### EXERCISE BRIEF
Go to the line holding "let mut attempt = 1;" in the entries below and write out exactly every line down to and including the line holding "warn!(attempt, max_attempts = attempts, error".

***

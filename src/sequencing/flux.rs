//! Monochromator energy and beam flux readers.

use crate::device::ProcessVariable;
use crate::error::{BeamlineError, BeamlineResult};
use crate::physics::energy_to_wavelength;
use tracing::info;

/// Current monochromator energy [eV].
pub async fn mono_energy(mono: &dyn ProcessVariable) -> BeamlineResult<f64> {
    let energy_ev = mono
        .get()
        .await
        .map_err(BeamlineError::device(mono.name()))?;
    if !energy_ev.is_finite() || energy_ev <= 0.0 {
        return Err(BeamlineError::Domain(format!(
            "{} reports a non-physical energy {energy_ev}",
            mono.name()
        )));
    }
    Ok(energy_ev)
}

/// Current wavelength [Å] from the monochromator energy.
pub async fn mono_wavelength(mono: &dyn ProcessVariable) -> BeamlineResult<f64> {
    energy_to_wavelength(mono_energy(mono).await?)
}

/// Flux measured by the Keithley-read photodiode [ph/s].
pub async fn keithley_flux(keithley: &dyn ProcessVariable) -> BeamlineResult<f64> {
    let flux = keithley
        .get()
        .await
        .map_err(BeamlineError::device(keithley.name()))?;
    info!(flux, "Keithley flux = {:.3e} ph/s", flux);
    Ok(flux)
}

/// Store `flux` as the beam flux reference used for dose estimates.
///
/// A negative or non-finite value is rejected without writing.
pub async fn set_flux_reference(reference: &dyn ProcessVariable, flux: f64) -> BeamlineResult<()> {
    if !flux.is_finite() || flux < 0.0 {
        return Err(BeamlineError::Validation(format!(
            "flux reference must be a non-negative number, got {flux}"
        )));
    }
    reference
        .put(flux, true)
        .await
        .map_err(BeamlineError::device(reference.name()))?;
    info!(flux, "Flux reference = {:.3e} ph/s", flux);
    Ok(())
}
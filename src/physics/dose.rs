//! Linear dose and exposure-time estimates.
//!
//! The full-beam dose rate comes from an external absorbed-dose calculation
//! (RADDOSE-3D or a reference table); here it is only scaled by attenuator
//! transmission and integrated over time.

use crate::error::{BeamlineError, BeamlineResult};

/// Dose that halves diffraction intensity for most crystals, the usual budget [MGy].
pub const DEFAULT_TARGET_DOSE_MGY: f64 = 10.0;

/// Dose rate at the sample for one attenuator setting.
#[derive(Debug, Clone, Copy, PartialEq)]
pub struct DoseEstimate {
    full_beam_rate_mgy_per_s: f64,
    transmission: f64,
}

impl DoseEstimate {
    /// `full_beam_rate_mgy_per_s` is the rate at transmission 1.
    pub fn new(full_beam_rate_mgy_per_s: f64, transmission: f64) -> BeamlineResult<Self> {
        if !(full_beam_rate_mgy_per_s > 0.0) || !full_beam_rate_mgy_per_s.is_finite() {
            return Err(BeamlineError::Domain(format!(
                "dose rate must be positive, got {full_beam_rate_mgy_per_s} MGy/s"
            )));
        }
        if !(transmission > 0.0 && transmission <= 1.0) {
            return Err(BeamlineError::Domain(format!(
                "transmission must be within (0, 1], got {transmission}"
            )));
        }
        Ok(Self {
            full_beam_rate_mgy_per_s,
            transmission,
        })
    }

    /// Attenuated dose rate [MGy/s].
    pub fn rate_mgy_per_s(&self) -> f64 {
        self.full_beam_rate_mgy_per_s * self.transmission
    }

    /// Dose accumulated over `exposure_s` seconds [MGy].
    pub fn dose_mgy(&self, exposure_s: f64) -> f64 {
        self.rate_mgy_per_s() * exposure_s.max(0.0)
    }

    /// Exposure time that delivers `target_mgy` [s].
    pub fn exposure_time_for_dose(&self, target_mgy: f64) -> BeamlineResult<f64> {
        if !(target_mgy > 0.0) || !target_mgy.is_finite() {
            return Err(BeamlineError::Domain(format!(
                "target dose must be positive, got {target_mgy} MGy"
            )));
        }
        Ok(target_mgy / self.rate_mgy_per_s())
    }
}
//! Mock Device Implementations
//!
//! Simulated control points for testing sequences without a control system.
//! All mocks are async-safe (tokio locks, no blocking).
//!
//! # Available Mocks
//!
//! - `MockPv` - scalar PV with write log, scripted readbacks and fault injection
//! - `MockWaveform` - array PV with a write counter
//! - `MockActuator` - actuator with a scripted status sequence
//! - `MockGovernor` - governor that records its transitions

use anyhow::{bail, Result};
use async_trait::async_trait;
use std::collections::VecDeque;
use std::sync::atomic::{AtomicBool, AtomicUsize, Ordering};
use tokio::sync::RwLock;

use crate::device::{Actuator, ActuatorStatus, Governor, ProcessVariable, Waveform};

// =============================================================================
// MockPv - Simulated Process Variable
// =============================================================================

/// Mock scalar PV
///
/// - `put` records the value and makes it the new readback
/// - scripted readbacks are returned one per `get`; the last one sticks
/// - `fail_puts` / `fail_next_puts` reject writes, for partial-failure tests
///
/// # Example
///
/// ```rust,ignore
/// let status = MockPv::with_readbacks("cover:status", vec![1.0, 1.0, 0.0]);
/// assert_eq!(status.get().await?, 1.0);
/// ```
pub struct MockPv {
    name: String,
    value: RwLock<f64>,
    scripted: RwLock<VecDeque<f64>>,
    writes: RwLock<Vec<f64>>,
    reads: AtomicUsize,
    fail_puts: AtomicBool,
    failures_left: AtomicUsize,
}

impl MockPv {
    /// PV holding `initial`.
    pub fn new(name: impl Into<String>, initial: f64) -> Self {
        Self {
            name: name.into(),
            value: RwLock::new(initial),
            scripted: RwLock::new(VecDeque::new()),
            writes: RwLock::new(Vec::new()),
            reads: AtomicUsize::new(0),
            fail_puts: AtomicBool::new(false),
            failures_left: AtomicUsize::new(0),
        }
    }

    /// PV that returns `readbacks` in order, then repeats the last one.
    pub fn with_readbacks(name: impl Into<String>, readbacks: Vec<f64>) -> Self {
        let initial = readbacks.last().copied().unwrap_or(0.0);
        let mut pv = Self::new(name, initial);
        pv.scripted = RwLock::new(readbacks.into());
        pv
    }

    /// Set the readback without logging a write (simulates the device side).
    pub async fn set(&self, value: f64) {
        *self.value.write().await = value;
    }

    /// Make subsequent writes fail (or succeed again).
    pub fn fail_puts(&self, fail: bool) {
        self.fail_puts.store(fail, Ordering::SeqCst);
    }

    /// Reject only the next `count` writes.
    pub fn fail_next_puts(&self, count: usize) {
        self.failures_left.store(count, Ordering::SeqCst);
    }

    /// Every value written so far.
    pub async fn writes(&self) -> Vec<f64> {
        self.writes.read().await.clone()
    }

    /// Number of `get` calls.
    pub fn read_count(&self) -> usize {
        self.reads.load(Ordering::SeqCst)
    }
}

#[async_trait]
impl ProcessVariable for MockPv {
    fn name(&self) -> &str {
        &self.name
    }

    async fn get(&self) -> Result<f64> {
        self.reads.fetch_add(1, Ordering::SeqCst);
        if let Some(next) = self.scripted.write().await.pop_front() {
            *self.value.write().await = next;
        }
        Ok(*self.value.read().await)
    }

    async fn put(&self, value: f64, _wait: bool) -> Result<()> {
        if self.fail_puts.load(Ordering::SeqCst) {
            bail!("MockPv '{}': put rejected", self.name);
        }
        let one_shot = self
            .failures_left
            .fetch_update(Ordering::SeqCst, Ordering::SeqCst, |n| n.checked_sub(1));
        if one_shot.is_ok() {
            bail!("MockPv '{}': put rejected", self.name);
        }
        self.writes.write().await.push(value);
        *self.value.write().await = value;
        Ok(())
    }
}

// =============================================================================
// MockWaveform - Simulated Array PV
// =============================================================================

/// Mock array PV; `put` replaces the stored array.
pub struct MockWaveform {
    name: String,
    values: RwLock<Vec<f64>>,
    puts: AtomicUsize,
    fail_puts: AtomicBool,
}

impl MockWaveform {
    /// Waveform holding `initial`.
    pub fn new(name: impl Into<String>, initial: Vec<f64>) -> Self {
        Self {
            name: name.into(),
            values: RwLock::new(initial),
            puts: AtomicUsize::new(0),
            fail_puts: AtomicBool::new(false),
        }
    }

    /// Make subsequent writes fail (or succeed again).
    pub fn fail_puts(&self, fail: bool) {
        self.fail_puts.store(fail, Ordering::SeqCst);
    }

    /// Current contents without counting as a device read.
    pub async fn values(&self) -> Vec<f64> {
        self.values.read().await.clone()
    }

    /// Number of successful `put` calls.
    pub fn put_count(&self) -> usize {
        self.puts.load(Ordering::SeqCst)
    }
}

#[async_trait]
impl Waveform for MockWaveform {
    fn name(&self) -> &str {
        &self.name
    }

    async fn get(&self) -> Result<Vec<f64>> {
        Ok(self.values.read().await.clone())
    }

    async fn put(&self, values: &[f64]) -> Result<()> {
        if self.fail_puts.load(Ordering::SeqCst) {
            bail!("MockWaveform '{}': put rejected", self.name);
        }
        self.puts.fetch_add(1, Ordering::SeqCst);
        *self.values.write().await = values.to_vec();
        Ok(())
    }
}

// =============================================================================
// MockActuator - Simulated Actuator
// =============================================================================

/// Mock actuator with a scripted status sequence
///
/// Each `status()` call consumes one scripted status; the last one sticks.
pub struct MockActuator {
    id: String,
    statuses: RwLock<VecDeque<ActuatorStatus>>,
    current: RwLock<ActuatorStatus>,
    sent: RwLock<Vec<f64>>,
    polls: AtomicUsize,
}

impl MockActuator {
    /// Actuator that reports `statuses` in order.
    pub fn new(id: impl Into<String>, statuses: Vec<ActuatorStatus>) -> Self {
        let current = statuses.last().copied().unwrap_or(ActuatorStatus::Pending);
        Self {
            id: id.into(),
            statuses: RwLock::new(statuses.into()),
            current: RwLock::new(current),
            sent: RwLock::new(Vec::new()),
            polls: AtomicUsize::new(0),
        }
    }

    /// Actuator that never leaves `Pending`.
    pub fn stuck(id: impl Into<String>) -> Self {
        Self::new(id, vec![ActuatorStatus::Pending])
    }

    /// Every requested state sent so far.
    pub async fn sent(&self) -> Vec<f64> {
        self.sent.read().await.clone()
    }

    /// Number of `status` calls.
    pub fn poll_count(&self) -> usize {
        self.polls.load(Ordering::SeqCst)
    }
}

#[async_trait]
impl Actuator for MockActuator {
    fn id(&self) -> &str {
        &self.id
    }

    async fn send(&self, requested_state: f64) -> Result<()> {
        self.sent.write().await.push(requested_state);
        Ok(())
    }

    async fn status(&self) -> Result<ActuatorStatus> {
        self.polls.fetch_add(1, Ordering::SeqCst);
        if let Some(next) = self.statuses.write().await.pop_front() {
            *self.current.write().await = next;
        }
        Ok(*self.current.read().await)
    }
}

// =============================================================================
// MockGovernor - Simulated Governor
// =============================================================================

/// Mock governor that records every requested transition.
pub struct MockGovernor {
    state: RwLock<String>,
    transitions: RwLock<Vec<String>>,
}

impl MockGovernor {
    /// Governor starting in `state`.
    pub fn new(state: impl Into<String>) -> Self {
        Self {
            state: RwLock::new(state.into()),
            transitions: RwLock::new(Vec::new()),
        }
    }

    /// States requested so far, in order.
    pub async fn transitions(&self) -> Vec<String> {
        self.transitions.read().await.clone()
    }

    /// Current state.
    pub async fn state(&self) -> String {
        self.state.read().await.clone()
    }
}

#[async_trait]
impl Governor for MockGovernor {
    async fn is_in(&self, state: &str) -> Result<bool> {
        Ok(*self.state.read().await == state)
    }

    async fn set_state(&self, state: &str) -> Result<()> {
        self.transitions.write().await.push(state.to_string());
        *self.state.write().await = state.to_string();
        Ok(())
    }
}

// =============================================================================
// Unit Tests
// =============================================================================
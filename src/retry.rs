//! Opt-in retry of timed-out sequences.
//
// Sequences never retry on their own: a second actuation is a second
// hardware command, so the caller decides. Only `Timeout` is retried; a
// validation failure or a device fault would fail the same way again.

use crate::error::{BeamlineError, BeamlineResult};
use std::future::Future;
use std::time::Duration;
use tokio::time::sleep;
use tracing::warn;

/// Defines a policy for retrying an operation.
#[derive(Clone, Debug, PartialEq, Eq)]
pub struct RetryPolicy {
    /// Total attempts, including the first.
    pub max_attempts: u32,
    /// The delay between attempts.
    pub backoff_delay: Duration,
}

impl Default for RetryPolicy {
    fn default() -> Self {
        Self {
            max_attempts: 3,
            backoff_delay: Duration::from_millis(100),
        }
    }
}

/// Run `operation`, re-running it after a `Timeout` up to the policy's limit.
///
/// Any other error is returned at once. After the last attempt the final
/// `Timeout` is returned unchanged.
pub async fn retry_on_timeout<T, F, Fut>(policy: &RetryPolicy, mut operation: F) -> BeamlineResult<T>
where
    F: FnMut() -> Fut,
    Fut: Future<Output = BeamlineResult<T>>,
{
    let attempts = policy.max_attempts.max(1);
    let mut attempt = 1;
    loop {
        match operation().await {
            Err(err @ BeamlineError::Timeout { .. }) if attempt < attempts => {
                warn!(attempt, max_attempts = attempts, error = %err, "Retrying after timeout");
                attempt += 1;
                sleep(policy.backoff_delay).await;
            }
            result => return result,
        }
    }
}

***

### EXERCISE ANSWER
    let mut attempt = 1;
    loop {
        match operation().await {
            Err(err @ BeamlineError::Timeout { .. }) if attempt < attempts => {
                warn!(attempt, max_attempts = attempts, error = %err, "Retrying after timeout");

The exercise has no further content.